AI expands into travel and meetings intelligence, policy compliance, supplier optimization, and historical data analysis to create “should-cost” benchmarks versus actual booking behavior.
AI was shown to value airline status and tailor booking recommendations accordingly, enhancing traveler satisfaction, experience, and personalization.
AI was shown to perform deeper-dive analyses, surfacing potential new vendors by accomplishing tasks that currently exceed available time and/or capacity.
Building trust in AI requires programming systems to admit uncertainty (“I don’t know”) to prevent misinformation and increase user confidence.
Predictive AI has used historical behavior to promote sustainable travel and provide real-time transportation recommendations (e.g., taxi vs. train vs. bus) based on cost, timing, and context.
AI strategy should prioritize solvable tasks that focus on firefighting tasks that consume time but offer little strategic progress. Likely candidates include just-in-time policy information and repetitive traveler queries.
The proposed “Happy Trip Guarantee” was welcomed, leaving legacy suppliers uncomfortable.
Suppliers underestimate the reputation risk of a poorly executed de-implementation plan.
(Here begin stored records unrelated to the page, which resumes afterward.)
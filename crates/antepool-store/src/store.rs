//! The `Store` trait — the persistence seam the engine is written against.

use antepool_types::{
    LeaderboardEntry, LeaderboardKey, MatchId, MatchStatus, Participant, Room, RoomId, RoomStatus,
    TournamentMatch, UserId, WinnerRecord,
};

use crate::StoreError;

/// Persistence operations the engine needs.
///
/// Implementations must make each method atomic on its own; the engine
/// composes them and relies on the two `transition_*` methods for any
/// cross-call serialization. No method may block indefinitely.
pub trait Store: Send + Sync {
    // -- Rooms --

    /// Persists a new room. Fails with [`StoreError::Conflict`] if the id is
    /// already taken.
    async fn insert_room(&self, room: Room) -> Result<(), StoreError>;

    async fn get_room(&self, id: RoomId) -> Result<Room, StoreError>;

    /// Unconditional write of every room field. Callers that need
    /// serialization must hold a guard state won via
    /// [`transition_room_status`](Self::transition_room_status) first.
    async fn update_room(&self, room: &Room) -> Result<(), StoreError>;

    /// Conditional status transition: succeeds and returns the updated room
    /// only if the stored status equals `from`; otherwise fails with
    /// [`StoreError::Conflict`] and changes nothing. This is the room-level
    /// guard for finalization and for the cancel-vs-start race.
    async fn transition_room_status(
        &self,
        id: RoomId,
        from: RoomStatus,
        to: RoomStatus,
    ) -> Result<Room, StoreError>;

    /// Conditional round advance: bumps `current_round` from `from_round` to
    /// `to_round` only if the stored value equals `from_round`; otherwise
    /// fails with [`StoreError::Conflict`]. Serializes concurrent
    /// round-advancement attempts the way
    /// [`transition_room_status`](Self::transition_room_status) serializes
    /// status changes.
    async fn advance_room_round(
        &self,
        id: RoomId,
        from_round: u32,
        to_round: u32,
    ) -> Result<Room, StoreError>;

    /// All rooms not yet in a terminal status, for the reconcile sweep.
    async fn list_open_rooms(&self) -> Result<Vec<Room>, StoreError>;

    // -- Participants --

    /// Persists a new participant row. Fails with [`StoreError::Conflict`]
    /// if an active row already exists for the (room, user) pair.
    async fn insert_participant(&self, participant: Participant) -> Result<(), StoreError>;

    /// The active participant row for (room, user).
    async fn get_participant(&self, room: RoomId, user: UserId) -> Result<Participant, StoreError>;

    async fn update_participant(&self, participant: &Participant) -> Result<(), StoreError>;

    /// Active participants in join order (the bracket seeding order).
    async fn list_active_participants(&self, room: RoomId) -> Result<Vec<Participant>, StoreError>;

    // -- Winner ledger --

    /// Appends a winner row. Fails with [`StoreError::Conflict`] if the
    /// (room, position) pair already has one — the ledger is append-only and
    /// duplicate-free.
    async fn insert_winner_record(&self, record: WinnerRecord) -> Result<(), StoreError>;

    /// Winner rows for a room, ordered by position.
    async fn list_winner_records(&self, room: RoomId) -> Result<Vec<WinnerRecord>, StoreError>;

    // -- Leaderboards --

    async fn get_leaderboard_entry(
        &self,
        key: &LeaderboardKey,
    ) -> Result<Option<LeaderboardEntry>, StoreError>;

    async fn upsert_leaderboard_entry(&self, entry: LeaderboardEntry) -> Result<(), StoreError>;

    // -- Tournament matches --

    /// Persists a freshly generated bracket, all-or-nothing. Fails with
    /// [`StoreError::Conflict`] if the room already has matches, which
    /// guards against double bracket generation.
    async fn insert_matches(
        &self,
        room: RoomId,
        matches: Vec<TournamentMatch>,
    ) -> Result<(), StoreError>;

    async fn get_match(&self, id: MatchId) -> Result<TournamentMatch, StoreError>;

    /// Unconditional write of every match field; callers hold the status
    /// won via [`transition_match_status`](Self::transition_match_status).
    async fn update_match(&self, tournament_match: &TournamentMatch) -> Result<(), StoreError>;

    /// Conditional per-match status transition, same contract as
    /// [`transition_room_status`](Self::transition_room_status). Makes
    /// pending→active a single-writer operation.
    async fn transition_match_status(
        &self,
        id: MatchId,
        from: MatchStatus,
        to: MatchStatus,
    ) -> Result<TournamentMatch, StoreError>;

    /// Every match in a room, ordered by match number.
    async fn list_matches(&self, room: RoomId) -> Result<Vec<TournamentMatch>, StoreError>;

    /// Matches for one round, ordered by match number.
    async fn list_matches_by_round(
        &self,
        room: RoomId,
        round: u32,
    ) -> Result<Vec<TournamentMatch>, StoreError>;
}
Buyer and supplier equally benefit from a structured approach which supports program integrity and risk management.
OBTs must continue to evolve to integrate into previously disconnected systems.
One buyer shared an informal poll of 35 buyers resulting in only one buyer expressing confidence that their TMC acts in their best interest—highlighting a significant trust deficit.
TMC indicated that they will increasingly buy rather than build new solutions, choosing specialized third-party providers to stay competitive.